Wa-Po editorial board talks of media ‘reckoning’ over Hunter Biden laptop story, ‘cover up’ allegations

In a rare moment of self-reflection, The Washington Post editorial board has admitted that the media’s handling of the now infamous Hunter Biden laptop scandal warrants a “reckoning.”

In a Sunday editorial, WaPo’s editorial board asked the question, “Why is confirmation of a story that first surfaced in the fall of 2020 emerging only now?”

While the editorial board continued to insist that the contents of the laptop, which includes a trove of emails detailing Hunter Biden’s questionable business dealings in China and Ukraine, do not in any way implicate President Joe Biden in any wrongdoing, it does concede that the media “balked” at the narrative the damning emails painted in the days leading up to the 2020 election.

“When the New York Post published its blockbuster exclusive on the contents of a laptop said to have been abandoned at a Delaware repair shop by Hunter Biden, mainstream media organizations balked at running with the same narrative,” the editorial board wrote.

“Social media sites displayed even greater caution,” the board continued. “Twitter blocked the story altogether, pointing to a policy against hacked materials, and suspended the New York Post’s account for sharing it; Facebook downranked the story in the algorithms that govern users’ news feeds for fear that it was based on misinformation.”

“Now, The Washington Post and the New York Times have vouched for many of the relevant communications,” the board stated, as though their validation of a story is somehow more relevant than the reporting from a competing news outlet.

“This series of events has prompted allegations of a coverup, or at best a double standard in the treatment of conservative and liberal politicians by mainstream media and social media sites,” the editors conceded.
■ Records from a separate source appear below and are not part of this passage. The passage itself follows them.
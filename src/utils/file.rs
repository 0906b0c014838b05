//! File reading utilities

use crate::error::{FetchError, Result};
use std::fs;
use std::path::Path;

/// Read a file to string, mapping the error into the crate error
pub fn read_file_safe<P: AsRef<Path>>(path: P) -> Result<String> {
    fs::read_to_string(path).map_err(FetchError::from)
}

/// Read first line of a file, trimmed
/// Optimized for single-line files like /proc/sys/kernel/hostname
#[cfg(unix)]
pub fn read_first_line<P: AsRef<Path>>(path: P) -> Result<String> {
    use std::ffi::CString;
    use std::os::unix::ffi::OsStrExt;

    let path_cstr = CString::new(path.as_ref().as_os_str().as_bytes())
        .map_err(|_| FetchError::parse("path contains a NUL byte"))?;

    // SAFETY: `path_cstr` is NUL-terminated and outlives the call; the buffer
    // length passed to read matches the buffer.
    unsafe {
        let fd = libc::open(path_cstr.as_ptr(), libc::O_RDONLY);
        if fd < 0 {
            return Err(FetchError::from(std::io::Error::last_os_error()));
        }

        let mut buffer = [0u8; 256];
        let bytes_read = libc::read(fd, buffer.as_mut_ptr() as *mut libc::c_void, buffer.len());
        libc::close(fd);

        if bytes_read < 0 {
            return Err(FetchError::from(std::io::Error::last_os_error()));
        }

        let content = std::str::from_utf8(&buffer[..bytes_read as usize])
            .map_err(|_| FetchError::parse("invalid UTF-8"))?;
        Ok(content.lines().next().unwrap_or("").trim().to_string())
    }
}

#[cfg(not(unix))]
pub fn read_first_line<P: AsRef<Path>>(path: P) -> Result<String> {
    Ok(read_file_safe(path)?.lines().next().unwrap_or("").trim().to_string())
}

/// Read a sysfs attribute, failing on empty content
pub fn read_sys_value<P: AsRef<Path>>(path: P) -> Result<String> {
    let value = read_file_safe(path.as_ref())?.trim().to_string();
    if value.is_empty() {
        return Err(FetchError::detection(format!("{} is empty", path.as_ref().display())));
    }
    Ok(value)
}

/// Read a sysfs attribute and parse it as an integer
pub fn read_sys_i64<P: AsRef<Path>>(path: P) -> Option<i64> {
    read_sys_value(path).ok()?.parse().ok()
}

/// Check if a file exists safely
pub fn file_exists<P: AsRef<Path>>(path: P) -> bool {
    path.as_ref().exists()
}

/// Total and available bytes of the filesystem holding `path`
#[cfg(unix)]
pub fn filesystem_usage(path: &str) -> Result<(u64, u64)> {
    use std::ffi::CString;

    let path = CString::new(path).map_err(|_| FetchError::parse("path contains a NUL byte"))?;

    // SAFETY: statvfs only writes into the zeroed struct we own.
    unsafe {
        let mut stat: libc::statvfs = std::mem::zeroed();
        if libc::statvfs(path.as_ptr(), &mut stat) != 0 {
            return Err(FetchError::from(std::io::Error::last_os_error()));
        }

        let total = (stat.f_blocks as u64).wrapping_mul(stat.f_frsize as u64);
        let available = (stat.f_bavail as u64).wrapping_mul(stat.f_frsize as u64);
        Ok((total, available))
    }
}

#[cfg(not(unix))]
pub fn filesystem_usage(_path: &str) -> Result<(u64, u64)> {
    Err(FetchError::Unsupported("this platform"))
}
The editorial board offered several explanations for their failure to cover the laptop story when it first broke — including, of course, Russian shenanigans — and claimed “it was only prudent” to suspect Moscow must have delivered the device to then-President Trump’s attorney, Rudy Giuliani.

Still, WaPo admits, that “context” doesn’t excuse all the actions taken by social media platforms and news publications to squash the story.

“It makes obvious sense for newspapers to wait to verify information before turning it into a story; the harder conundrum is what to do with true information that comes from a hack, and harder still is how to treat true information that hasn’t been stolen but has been selectively shared to further an agenda,” the editorial board said, adding that there are no “easy answers” to the “dilemmas.”

“The lesson learned from 2016 was evidently to err on the side of setting aside questionable material in the heat of a political campaign,” the editorial board concluded, referring to the bombastic Podesta emails released by Wikileaks just before voters headed to cast their ballots for either Donald Trump or Hillary Clinton. “The lesson learned from 2020 may well be that there’s also a danger of suppressing accurate and relevant stories.”

While the WaPo editorial may not be the mea culpa hoped for by many frustrated conservatives who recognized the explosive nature of the laptop story when it was first published, journalist Glenn Greenwald, who had previously called out the Washington Post for not covering the laptop story sooner, was willing to give the paper some props for “admitting the fraud.”

“The Editorial is filled with self-justifying caveats about why it was reasonable to have gotten the story so wrong,” Greenwald tweeted. “It downplays the full extent of the joint CIA/media/Big Tech lie. But at least the Post now stands alone in admitting the fraud and that an accounting is due.”

“As welcome as it is, much of what’s in the Post’s Editorial is arrogant ad hoc rationalizing,” Greenwald continued. “They think a story is only confirmed once the NYT & WP say so — lol. The evidence of the archive’s authenticity was overwhelming from the start. Many of us staked our careers on it.”